I feel a kind of reverence for the first books of young authors. There is so much aspiration in them, so much audacious hope and trembling fear, so much of the heart's history, that all errors and shortcomings are for a while lost sight of in the amiable self assertion of youth.
Longfellow, Henry Wadsworth

35.
A book may be compared to your neighbor: if it be good, it cannot last too long; if bad, you cannot get rid of it too early.
Brooke, Rupert

36.
The book salesman should be honored because he brings to our attention, as a rule, the very books we need most and neglect most.
Crane, Frank

37.
Today a reader, tomorrow a leader.
Fusselman, W.

38.
Books in a large university library system: 2, 000,000. Books in an average large city library: 1 0,000. Average number of books in a chain bookstore: 30, 000. Books in an average neighborhood branch library: 20, 000.
Horowitz, Lois

39.
A book is like a man -- clever and dull, brave and cowardly, beautiful and ugly. For every flowering thought there will be a page like a wet and mangy mongrel, and for every looping flight a tap on the wing and a reminder that wax cannot hold the feathers firm too near the sun.
Steinbeck, John

40.
The novel can't compete with cars, the movies, television, and liquor. A guy who's had a good feed and tanked up on good wine gives his old lady a kiss after supper and his day is over. Finished.
Celine, Louis-Ferdinand

41.
The books one has written in the past have two surprises in store: one couldn't write them again, and wouldn't want to.
Rostand, Jean

42.
Digressions, incontestably, are the sunshine; they are the life, the soul of reading!
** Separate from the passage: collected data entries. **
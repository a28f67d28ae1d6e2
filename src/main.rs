//! dzslicer - Slice an image into a Deep Zoom tile pyramid.
//!
//! This binary parses options, configures logging, and runs the slicer.

use std::process::ExitCode;

use clap::Parser;
use tracing::{error, info};
use tracing_subscriber::{layer::SubscriberExt, util::SubscriberInitExt};

use dzslicer::{Config, DeepZoomSlicer};

fn main() -> ExitCode {
    let config = Config::parse();

    init_logging(config.verbose);

    let options = match config.slice_options() {
        Ok(options) => options,
        Err(e) => {
            error!("Configuration error: {}", e);
            return ExitCode::FAILURE;
        }
    };

    let slicer = match DeepZoomSlicer::new(&config.source, options) {
        Ok(slicer) => slicer,
        Err(e) => {
            error!("{}", e);
            return ExitCode::FAILURE;
        }
    };

    if config.remove {
        run_remove(&slicer)
    } else {
        run_slice(&slicer, &config)
    }
}

fn run_slice(slicer: &DeepZoomSlicer, config: &Config) -> ExitCode {
    info!("slicing {}", config.source.display());

    match slicer.slice() {
        Ok(report) => {
            info!(
                "done: {} tiles, levels 0..={}",
                report.tiles_written, report.max_level
            );
            info!("descriptor: {}", slicer.descriptor_path().display());
            ExitCode::SUCCESS
        }
        Err(e) => {
            error!("slicing failed: {}", e);
            ExitCode::FAILURE
        }
    }
}

fn run_remove(slicer: &DeepZoomSlicer) -> ExitCode {
    match slicer.remove_artifacts() {
        Ok(true) => {
            info!("removed {}", slicer.levels_root().display());
            ExitCode::SUCCESS
        }
        Ok(false) => {
            info!("nothing to remove");
            ExitCode::SUCCESS
        }
        Err(e) => {
            error!("cleanup failed: {}", e);
            ExitCode::FAILURE
        }
    }
}

/// Initialize the tracing/logging subsystem.
fn init_logging(verbose: bool) {
    let env_filter = if verbose {
        "dzslicer=debug"
    } else {
        "dzslicer=info"
    };

    tracing_subscriber::registry()
        .with(
            tracing_subscriber::EnvFilter::try_from_default_env()
                .unwrap_or_else(|_| env_filter.into()),
        )
        .with(tracing_subscriber::fmt::layer())
        .init();
}
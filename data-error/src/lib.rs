use thiserror::Error;

pub type Result<T> = std::result::Result<T, LeaseError>;

#[derive(Error, Debug)]
pub enum LeaseError {
    #[error("IO error: {0}")]
    Io(#[from] std::io::Error),

    /// Storage-level failure, carrying the leaser label and a message.
    #[error("Storage error: {0} {1}")]
    Storage(String, String),

    /// The requested allocation can never be satisfied by the budget.
    #[error("Out of capacity: requested {requested} bytes, limit is {limit}")]
    OutOfCapacity { requested: u64, limit: u64 },

    /// The content supplier could not produce its stream.
    #[error("Supplier error: {0}")]
    Supplier(String),

    /// The content supplier produced the wrong number of bytes.
    #[error("Content length mismatch: expected {expected} bytes, got {actual}")]
    ContentLengthMismatch { expected: u64, actual: u64 },

    /// A read/write lease could not be downgraded to a read lease.
    #[error("Downgrade error: {0}")]
    Downgrade(String),

    /// The lease was revoked, either explicitly or by eviction,
    /// and can no longer serve operations.
    #[error("Lease revoked")]
    Revoked,

    #[error(transparent)]
    Other(#[from] anyhow::Error),
}
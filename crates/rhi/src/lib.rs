//! Backend-agnostic GPU resource and command recording core.
//!
//! This crate sits between engine code and a native graphics backend. It
//! handles:
//! - Type-tagged resource handles and stable-index arenas
//! - Resource creation with staged uploads and deferred destruction
//! - A ring of frames in flight with fences and per-thread command pools
//! - Render pass and pipeline caching with idle-frame eviction
//! - Command lists that resolve pipelines and descriptor sets lazily
//!
//! Native APIs plug in through the [`Backend`](backend::Backend) trait.
//! [`HeadlessBackend`](backend::HeadlessBackend) implements it on the CPU
//! for tests and GPU-less runs.

mod error;
mod frame;

pub mod arena;
pub mod backend;
pub mod cache;
pub mod command_list;
pub mod command_pool;
pub mod config;
pub mod descriptor;
pub mod device;
pub mod handle;
pub mod pipeline;
pub mod render_pass;
pub mod resource;
pub mod types;

pub use config::DeviceConfig;
pub use device::Device;
pub use error::{ArenaError, RhiError, RhiResult};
Take them out of this book, for instance, --you might as well take the book along with them; --one cold external winter would reign in every page of it; restore them to the writer; --he steps forth like a bridegroom, --bids All-hail; brings in variety, and forbids the appetite to fail.
Sterne, Laurence

43.
To learn to read is to light a fire; every syllable that is spelled out is a spark.
Hugo, Victor

44.
No tears in the writer, no tears in the reader.
Frost, Robert

45.
I heard his library burned down and both books were destroyed -- and one of them hadn't even been colored in yet.
Dawkins, John

46.
Only a generation of readers will span a generation of writers.
Spielberg, Steven

47.
Books to judicious compilers, are useful; to particular arts and professions, they are absolutely necessary; to men of real science, they are tools: but more are tools to them.
Johnson

48.
A novel points out that the world consists entirely of exceptions.
Carey, Joyce

49.
A book might be written on the injustice of the just.
Hope, Anthony

50.
Then I though of reading -- the nice and subtle happiness of reading ... this joy not dulled by age, this polite and unpunishable vice, this selfish, serene, lifelong intoxication.